# Attn: Columbus SWOAPERS; Looking for "Flourite Black Sand"



## JRJ (Feb 9, 2005)

Once again, I'm feeling the bite of living in Ohio. I'm looking for a new substrate that Seachem released a couple of months ago, "Flourite Black Sand." Apparently people in other parts of the country are able to get it, but I'm at a loss. Called everywhere, special ordered it up the wazoo, even called a local pet supplies distributor - all to no avail.
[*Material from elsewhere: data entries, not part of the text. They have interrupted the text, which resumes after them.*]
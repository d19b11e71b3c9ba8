pub mod check;
pub mod debug;
pub mod export;
pub mod validate;

use std::path::Path;

use framecut_common::error::{FramecutError, FramecutResult};
use framecut_timeline::ExportProject;

/// Load a snapshot, reporting failures as project errors.
pub fn load_project(path: &Path) -> FramecutResult<ExportProject> {
    ExportProject::load(path).map_err(|e| FramecutError::project(e.to_string()))
}
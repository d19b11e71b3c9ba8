//! Framecut CLI: command-line interface for compiling timeline snapshots to video.
//!
//! Usage:
//!   framecut export <PATH>     Render a snapshot to a video file
//!   framecut debug <PATH>      Print the compiled command and processing state
//!   framecut validate <PATH>   Check a snapshot for structural and timing issues
//!   framecut check             Check ffmpeg and font availability

use std::path::PathBuf;

use clap::{Parser, Subcommand};
use framecut_common::config::{AppConfig, LoggingConfig};

mod commands;

#[derive(Parser)]
#[command(
    name = "framecut",
    about = "Compile editor timelines into a single ffmpeg render",
    version,
    author
)]
struct Cli {
    /// Enable verbose logging
    #[arg(short, long, global = true)]
    verbose: bool,

    /// Config file (defaults to $XDG_CONFIG_HOME/framecut/config.json)
    #[arg(long, global = true)]
    config: Option<PathBuf>,

    #[command(subcommand)]
    command: Commands,
}

#[derive(Subcommand)]
enum Commands {
    /// Render a timeline snapshot to video
    Export {
        /// Path to the snapshot JSON file
        path: PathBuf,

        /// Output file path (defaults to output.<ext> next to the snapshot)
        #[arg(short, long)]
        output: Option<PathBuf>,

        /// Override the snapshot's quality tier: low|medium|high
        #[arg(long)]
        quality: Option<String>,
    },

    /// Show the compiled command and processing state without rendering
    Debug {
        /// Path to the snapshot JSON file
        path: PathBuf,
    },

    /// Validate a timeline snapshot
    Validate {
        /// Path to the snapshot JSON file
        path: PathBuf,
    },

    /// Check ffmpeg and font availability
    Check,
}

#[tokio::main]
async fn main() -> anyhow::Result<()> {
    let cli = Cli::parse();
    let config = match &cli.config {
        Some(path) => AppConfig::from_file(path)?,
        None => AppConfig::load(),
    };

    let level = if cli.verbose {
        "debug".to_string()
    } else {
        config.logging.level.clone()
    };
    framecut_common::logging::init_logging(&LoggingConfig {
        level,
        ..config.logging.clone()
    });

    match cli.command {
        Commands::Export {
            path,
            output,
            quality,
        } => commands::export::run(&config, path, output, quality).await,
        Commands::Debug { path } => commands::debug::run(&config, path).await,
        Commands::Validate { path } => commands::validate::run(path),
        Commands::Check => commands::check::run(&config).await,
    }
}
Has anybody in the Columbus area seen it? I called Aquarium Adventure up there. Nothing.

Thanks for any help.

-Russ


----------



## redstrat (Apr 3, 2006)

I live in north columbus and i've recently been looking locally at available substrates and I can't say I've seen any seachem plant subrates other than the standard Flourite, I'd recommend looking online, you'd be lucky to find it locally for anything less than $30 a bag anyway, this usually is more than it woudl be to ship if you purchased it online. funny how that works out. sometimes it suprises me how LFSs stay in business with they're rediculously high prices. I saw eco complete for $40 a bag!! a redsea CO2 system, no tank, for over $200(my entire CO2 setup with a brand new 20lb alum. cylinder and a fill for less than that) I also saw a bubble counter for $40 thats just craziness to me. sorry to go on a rant there but it just really suprises me how lfss really like to take advantage of people who dont do their research or who are really stuck on brand names and buying locally.


----------



## AaronT (Apr 26, 2004)

www.foxmillpets.com has it for about $16.00 a bag online. I'm not sure what shipping comes to though.


----------



## redstrat (Apr 3, 2006)

Wait a minute, is the product your looking for called 'onyx sand'? I may have actually seen this at the petsmart located on Sawmill Rd. in columbus, I'd call ahead though before driving there because I can't remember if thats actually what I saw. they normally have substrate for like $20 a bag there.


----------



## Six (May 29, 2006)

AA used to have onyx sand. 

I dunno where you guys can buy this stuff online and get it cheaper if you factor in shipping. 20# shipped is awful expensive.


----------



## AaronT (Apr 26, 2004)

Six said:


> AA used to have onyx sand.
> 
> I dunno where you guys can buy this stuff online and get it cheaper if you factor in shipping. 20# shipped is awful expensive.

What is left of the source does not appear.